I was having fun then, and one could argue that it was my personal life that makes me remember this as still a pretty decent time to live here. However, I don't think it was that. I was struggling with money for some of that time, and I was struggling with other stuff for much of it too. What it was too, though, is that the early 1990s were a time before I personally realized that America was consistently headed in the wrong direction. This was before 3 big problems came to the forefront of my mind at least. I was young then, but even for most Americans, these 3 were not big issues yet at that time for the same reasons they weren't for me. They hadn't really metastasized, or we were all just not as aware, as say, a younger Peter Brimelow.

That name of course leads me to the issue that is most existential to American, the immigration invasion. Though the illegal Hispanic immigration had been big already - see 1986 Illegal Amnesty - Ronald Reagan's regrets - and especially right then during Senor Bush's* BIGGER amnesty, and it'd been over 25 years already since the Hart/Cellar 1965 immigration act, the numbers hadn't accumulated so much where I lived, anyway. You did see too many Mexicans around, and, yes, I was tired of seeing that. There were some big contingents of Chinese grad students and a few •Indians, but these, and other friends of mine at the time, were just a select very decent and smart people, who had not come over in massive numbers. Only one decade before this period, anyone from Mainland China was a rarity to be noted and met by the local dignitaries. No, I was nowhere near NY City.

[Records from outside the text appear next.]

use crate::projector::ImageDescriptor;
use crate::render::{Features, Layout, Panel, Placeholder};

fn escape(s: &str) -> String {
    let mut out = String::with_capacity(s.len());
    for c in s.chars() {
        match c {
            '&' => out.push_str("&amp;"),
            '<' => out.push_str("&lt;"),
            '>' => out.push_str("&gt;"),
            '"' => out.push_str("&quot;"),
            '\'' => out.push_str("&#39;"),
            c => out.push(c),
        }
    }
    out
}

pub fn placeholder_html(placeholder: &Placeholder) -> String {
    format!(
        "<div class=\"panel-empty\">\n  <p>{}</p>\n</div>\n",
        escape(&placeholder.message)
    )
}

fn image_html(out: &mut String, image: &ImageDescriptor, features: &Features, style: &str) {
    let link = image.link_url.as_ref().zip(features.link_new_tab);
    if let Some((url, new_tab)) = link {
        let target = if new_tab { " target=\"_blank\"" } else { "" };
        out.push_str(&format!("<a href=\"{}\"{target}>", escape(url)));
    }
    out.push_str("<div class=\"image-container\">");

    out.push_str(&format!(
        "<img src=\"{}\" alt=\"{}\"",
        escape(&image.icon_url),
        escape(&image.alt)
    ));
    if !style.is_empty() {
        out.push_str(&format!(" style=\"{style}\""));
    }
    if features.tooltip {
        out.push_str(&format!(" title=\"{}\"", escape(&image.tooltip)));
    }
    out.push_str("/>");

    if let (Some(overlay), Some(color)) = (&features.overlay, &image.overlay_color) {
        out.push_str(&format!(
            "<div class=\"overlay\" style=\"position: absolute; {} width: {}; height: {}; background-color: {};\"></div>",
            overlay.position.css(),
            overlay.width,
            overlay.height,
            escape(color)
        ));
    }
    if let (Some(size), Some(text)) = (features.underline_text_size, &image.underline_text) {
        let color = image
            .underline_color
            .as_deref()
            .map(|c| format!(" color: {};", escape(c)))
            .unwrap_or_default();
        out.push_str(&format!(
            "<div class=\"underline\" style=\"font-size: {size}px;{color}\">{}</div>",
            escape(text)
        ));
    }

    out.push_str("</div>");
    if link.is_some() {
        out.push_str("</a>");
    }
    out.push('\n');
}

pub fn panel_html(panel: &Panel) -> String {
    let mut out = String::new();
    match &panel.layout {
        Layout::Single => {
            out.push_str("<div class=\"image-container full\">\n");
            if let Some(image) = panel.images.first() {
                image_html(&mut out, image, &panel.features, "");
            }
        }
        Layout::Grid { width, height } => {
            out.push_str("<div class=\"container\">\n");
            let style = format!("width: {width}px; height: {height}px");
            for image in panel.images.iter() {
                image_html(&mut out, image, &panel.features, &style);
            }
        }
        Layout::Slideshow(slideshow) => {
            out.push_str(&format!(
                "<div class=\"slideshow {:?}\" data-duration=\"{}\" data-transition-duration=\"{}\" data-pause-on-hover=\"{}\" data-infinite=\"{}\">\n",
                slideshow.transition,
                slideshow.duration,
                slideshow.transition_duration,
                slideshow.pause_on_hover,
                slideshow.infinite
            ));
            for image in panel.images.iter() {
                image_html(&mut out, image, &panel.features, "");
            }
        }
    }
    out.push_str("</div>\n");
    out
}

I just didn't see what was coming. It was not, in fact, till over a decade later, that my Dad got through to me on the issue of the massive immigration problem.

Then, there was the continual increase in Totalitarianism. As I wrote in Part 2 of When did this country get out of control?, for me, it wasn't until the middle of the 1990s that I started to see that every question of freedom vs. authoritarianism seemed to go in the latter direction. In the early 1990s, all it had been for me was experiencing the Feral Gov't's blackmail of the States regarding the 55 mph speed limit and, later, the same with the 21 age limit for alcohol sales. There were still people, even in the US Congress of all places, that argued about the Constitutionality of proposed laws.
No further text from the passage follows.